Re: CRC32C Parallel Computation Optimization on ARM

From: John Naylor <johncnaylorls(at)gmail(dot)com>
To: Xiang Gao <Xiang(dot)Gao(at)arm(dot)com>
Cc: Nathan Bossart <nathandbossart(at)gmail(dot)com>, Michael Paquier <michael(at)paquier(dot)xyz>, "pgsql-hackers(at)lists(dot)postgresql(dot)org" <pgsql-hackers(at)lists(dot)postgresql(dot)org>
Subject: Re: CRC32C Parallel Computation Optimization on ARM
Date: 2024-12-04 00:15:19
Message-ID: CANWCAZbLdjnQg4ha3ajz_YfA5jf2V8w45x+=K0EHbymDP4HytQ@mail.gmail.com
Views: Raw Message | Whole Thread | Download mbox | Resend email
Thread:
Lists: pgsql-hackers

On Mon, Dec 4, 2023 at 2:27 PM Xiang Gao <Xiang(dot)Gao(at)arm(dot)com> wrote:
>
> [v8 patch]

I have a couple quick thoughts on this:

1. I looked at a couple implementations of this idea, and found that
the constants used in the carryless multiply are tied to the length of
the blocks.

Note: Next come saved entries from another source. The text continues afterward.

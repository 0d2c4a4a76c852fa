//! Persistence of the picker selection.
//!
//! Selections are written as date-only strings under a caller supplied key.
//! Writes are debounced; every storage failure is logged and swallowed so
//! the live selection never depends on storage health.

mod sqlite;
mod store;

use std::time::{Duration, Instant};

use chrono::NaiveDate;
use serde::{Deserialize, Serialize};

use crate::models::selection::{PickerValue, SelectionMode, SelectionState};
use crate::utils::date::{format_date_only, parse_date_only};

pub use sqlite::SqliteStore;
pub use store::{JsonFileStore, KeyValueStore, MemoryStore, StorageError};

#[cfg(test)]
pub use store::MockKeyValueStore;

/// Slot used when the caller does not name one.
pub const DEFAULT_STORAGE_KEY: &str = "date-picker-selection";

/// Persisted form: `{ "selectedDate": "YYYY-MM-DD" }` or
/// `{ "startDate": "YYYY-MM-DD", "endDate": "YYYY-MM-DD" }`.
#[derive(Debug, Clone, Default, PartialEq, Eq, Serialize, Deserialize)]
#[serde(rename_all = "camelCase")]
pub struct StoredSelection {
    #[serde(default, skip_serializing_if = "Option::is_none")]
    pub selected_date: Option<String>,
    #[serde(default, skip_serializing_if = "Option::is_none")]
    pub start_date: Option<String>,
    #[serde(default, skip_serializing_if = "Option::is_none")]
    pub end_date: Option<String>,
}

impl StoredSelection {
    pub fn from_value(value: &PickerValue) -> Self {
        match value {
            PickerValue::Single(date) => Self {
                selected_date: Some(format_date_only(*date)),
                ..Self::default()
            },
            PickerValue::Range(range) => Self {
                start_date: Some(format_date_only(range.start)),
                end_date: Some(format_date_only(range.end)),
                ..Self::default()
            },
        }
    }

    /// Only complete selections have a stored form.
    pub fn from_selection(selection: &SelectionState) -> Option<Self> {
        selection.value().as_ref().map(Self::from_value)
    }

    pub fn selected(&self) -> Option<NaiveDate> {
        parse_field("selectedDate", self.selected_date.as_deref())
    }

    pub fn start(&self) -> Option<NaiveDate> {
        parse_field("startDate", self.start_date.as_deref())
    }

    pub fn end(&self) -> Option<NaiveDate> {
        parse_field("endDate", self.end_date.as_deref())
    }

    pub fn is_empty(&self) -> bool {
        self.selected_date.is_none() && self.start_date.is_none() && self.end_date.is_none()
    }

    /// Write the fields relevant to `selection`'s mode into it. Unreadable
    /// fields count as absent.
    pub fn apply_to(&self, selection: &mut SelectionState) {
        match selection.mode() {
            SelectionMode::Single => {
                selection.apply(self.selected().map(PickerValue::Single));
            }
            SelectionMode::Range => selection.restore_range(self.start(), self.end()),
        }
    }
}

fn parse_field(name: &str, raw: Option<&str>) -> Option<NaiveDate> {
    let raw = raw?;
    match parse_date_only(raw) {
        Ok(date) => Some(date),
        Err(err) => {
            log::warn!("Ignoring stored {}: {}", name, err);
            None
        }
    }
}

#[derive(Debug, Clone)]
struct PendingWrite {
    payload: String,
    queued_at: Instant,
}

pub struct PersistenceAdapter<S: KeyValueStore> {
    store: S,
    key: String,
    debounce: Duration,
    pending: Option<PendingWrite>,
}

impl<S: KeyValueStore> PersistenceAdapter<S> {
    pub fn new(store: S, key: Option<&str>) -> Self {
        let key = key
            .filter(|k| !k.trim().is_empty())
            .unwrap_or(DEFAULT_STORAGE_KEY)
            .to_string();
        Self {
            store,
            key,
            debounce: Duration::from_millis(crate::models::settings::DEFAULT_DEBOUNCE_MS),
            pending: None,
        }
    }

    pub fn with_debounce(mut self, debounce: Duration) -> Self {
        self.debounce = debounce;
        self
    }

    pub fn key(&self) -> &str {
        &self.key
    }

    pub fn has_pending(&self) -> bool {
        self.pending.is_some()
    }

    pub fn save(&mut self, selection: &StoredSelection) {
        self.save_at(selection, Instant::now());
    }

    /// Queue a write. A newer save replaces the queued one and restarts the
    /// debounce window.
    pub fn save_at(&mut self, selection: &StoredSelection, now: Instant) {
        match serde_json::to_string(selection) {
            Ok(payload) => {
                self.pending = Some(PendingWrite {
                    payload,
                    queued_at: now,
                });
            }
            Err(err) => log::warn!("Failed to serialize selection for '{}': {}", self.key, err),
        }
    }

    /// Write the queued selection if its debounce window has elapsed.
    /// Returns true when a write was attempted.
    pub fn flush_due(&mut self, now: Instant) -> bool {
        match &self.pending {
            Some(pending) if now.saturating_duration_since(pending.queued_at) >= self.debounce => {
                self.flush()
            }
            _ => false,
        }
    }

    /// Write the queued selection immediately.
    pub fn flush(&mut self) -> bool {
        let Some(pending) = self.pending.take() else {
            return false;
        };
        match self.store.set(&self.key, &pending.payload) {
            Ok(()) => log::debug!("Persisted selection under '{}'", self.key),
            Err(err) => log::warn!("Failed to persist selection under '{}': {}", self.key, err),
        }
        true
    }

    /// Read the saved selection. Missing, unreadable or malformed data all
    /// read as `None`. A queued, not yet written save is returned as is.
    pub fn load(&self) -> Option<StoredSelection> {
        let raw = match &self.pending {
            Some(pending) => pending.payload.clone(),
            None => match self.store.get(&self.key) {
                Ok(Some(raw)) => raw,
                Ok(None) => return None,
                Err(err) => {
                    log::warn!("Failed to read saved selection '{}': {}", self.key, err);
                    return None;
                }
            },
        };

        match serde_json::from_str::<StoredSelection>(&raw) {
            Ok(stored) if stored.is_empty() => None,
            Ok(stored) => Some(stored),
            Err(err) => {
                log::warn!("Discarding malformed saved selection '{}': {}", self.key, err);
                None
            }
        }
    }

    /// Drop any queued write and remove the slot.
    pub fn clear(&mut self) {
        self.pending = None;
        if let Err(err) = self.store.remove(&self.key) {
            log::warn!("Failed to clear saved selection '{}': {}", self.key, err);
        }
    }
}

impl<S: KeyValueStore> Drop for PersistenceAdapter<S> {
    fn drop(&mut self) {
        self.flush();
    }
}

With a lookup table we can do the 3-way algorithm on any
portion of a full block length, rather than immediately fall to doing
CRC serially. That would be faster on average. See for example
https://github.com/komrad36/CRC/tree/master , but I don't think we
actually have to fully unroll the loop like they do there.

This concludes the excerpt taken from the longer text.